Arian Kabashi

Personal information
- Date of birth: 14 March 1997 (age 28)
- Place of birth: Sweden
- Height: 1.80 m (5 ft 11 in)
- Position: Forward

Team information
- Current team: Utsiktens BK
- Number: 10

Youth career
- 0000–2010: Hestrafors IF
- 2011–2017: IF Elfsborg

Senior career*
- Years: Team / Apps / (Gls)
- 2018–2020: IF Elfsborg / 5 / (0)
- 2019: → GAIS (loan) / 12 / (1)
- 2020: → Dalkurd FF (loan) / 24 / (3)
- 2021–2022: Dalkurd FF / 40 / (11)
- 2022–2025: Helsingborgs IF / 31 / (1)
- 2025–: Utsiktens BK / 23 / (3)

= Arian Kabashi (footballer, born 1997) =

Swedish footballer (born 1997)

Arian Kabashi (born 14 March 1997) is an Albanian professional footballer who plays as a forward for Utsiktens BK.

==Club career==
===IF Elfsborg===
====2017 season====
On 26 February 2017, Kabashi made his debut with IF Elfsborg in the 2016–17 Svenska Cupen group stage against Ytterhogdals IK after coming on as a substitute in the 65th minute in place of Jesper Karlsson. Seven days later, he scored his first goal for IF Elfsborg in his second appearance for the club in a 6–1 home win over Falkenbergs FF in Svenska Cupen.

====2018 season====
On 3 January 2018, Kabashi signed his first professional contract with Allsvenskan side IF Elfsborg after agreeing to a two-year deal. On 8 April 2018, he played the first match as professional player in a 1–0 home defeat against Kalmar FF after coming on as a substitute in the 62nd minute in place of Simon Olsson.

====2019 season as loan at GAIS====
On 14 January 2019, Kabashi joined Superettan side GAIS, on a season-long loan. His debut with GAIS came on 14 February in the 2018–19 Svenska Cupen group stage against Örebro SK after coming on as a substitute in the 78th minute in place of Edin Hamidović.

===Dalkurd FF===
====2020 season as loan====
On 14 December 2019, Kabashi joined Superettan side Dalkurd FF, on a season-long loan and this loan would become legally effective in January 2020. His debut with Dalkurd FF came on 22 February 2020 in the 2019–20 Svenska Cupen group stage against Djurgårdens IF after being named in the starting line-up.

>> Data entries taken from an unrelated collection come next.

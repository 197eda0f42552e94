//! Utilities for extracting JSON from language model replies.
//!
//! Replies often wrap JSON in markdown code fences or surround it with
//! prose. Extraction tries, in order:
//! 1. The contents of the first fenced block (optionally tagged `json`)
//! 2. The span from the first `{` to the last `}`
//! 3. The trimmed reply as-is

use adreel_error::{AdreelResult, JsonError};
use regex::Regex;
use std::sync::LazyLock;

static FENCED_BLOCK: LazyLock<Regex> =
    LazyLock::new(|| Regex::new(r"(?is)```(?:json)?\s*(.*?)\s*```").expect("Valid fence regex"));

/// Extract the JSON candidate from a reply.
///
/// Never fails; when no structure is found the trimmed reply is returned and
/// decoding reports the problem.
///
/// # Examples
///
/// ```
/// use adreel_planner::extract_json_block;
///
/// let fenced = "Here you go:\n```json\n{\"shots\": []}\n```\nEnjoy!";
/// assert_eq!(extract_json_block(fenced), "{\"shots\": []}");
///
/// let prose = "Sure! {\"shots\": []} Let me know.";
/// assert_eq!(extract_json_block(prose), "{\"shots\": []}");
/// ```
pub fn extract_json_block(response: &str) -> &str {
    if let Some(inner) = FENCED_BLOCK.captures(response).and_then(|c| c.get(1)) {
        return inner.as_str().trim();
    }

    if let (Some(start), Some(end)) = (response.find('{'), response.rfind('}'))
        && end > start
    {
        return &response[start..=end];
    }

    response.trim()
}

/// Parse JSON into `T`.
///
/// # Errors
///
/// Returns a [`JsonError`] with a preview of the input if decoding fails.
///
/// # Examples
///
/// ```
/// use adreel_core::Storyboard;
/// use adreel_planner::parse_json;
///
/// let board: Storyboard = parse_json(r#"{"shots": [{"type": "Close-up"}]}"#).unwrap();
/// assert_eq!(board.len(), 1);
/// ```
pub fn parse_json<T>(json_str: &str) -> AdreelResult<T>
where
    T: serde::de::DeserializeOwned,
{
    serde_json::from_str(json_str).map_err(|e| {
        let preview = json_str.chars().take(200).collect::<String>();

        tracing::debug!(
            error = %e,
            json_preview = %preview,
            "JSON parsing failed"
        );

        JsonError::unparseable(e, json_str).into()
    })
}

====2021 season as a permanent player====
On 20 January 2021, Kabashi signed a two-year contract with Ettan Norra club Dalkurd FF. His debut with Dalkurd FF came a day later in the 2020–21 Svenska Cupen group stage against BK Häcken after being named in the starting line-up.

===Helsingborgs IF===
On 6 August 2022, Kabashi signed a three-and-a-half-year contract with Allsvenskan club Helsingborgs IF. His debut with Helsingborgs IF came two days later in a 5–0 away defeat against BK Häcken after coming on as a substitute in the 38th minute in place of Alexander Faltsetas. Thirteen days after debut, Kabashi scored his first goal for Helsingborgs IF in his third appearance for the club in a 1–2 away win over GIF Sundsvall in Allsvenskan.

On January 15, 2025, Kabashi terminated his contract with Helsingborgs.

==International career==
Born and raised in Sweden, Kabashi is of Kosovo Albanian origin from Istog. His family are from the Kabashi tribe. In September 2016, Kabashi declared that he was interested in representing Kosovo. On 17 January 2017, Kabashi received a call-up from Albania U21 for a seven-day training camp in Durrës.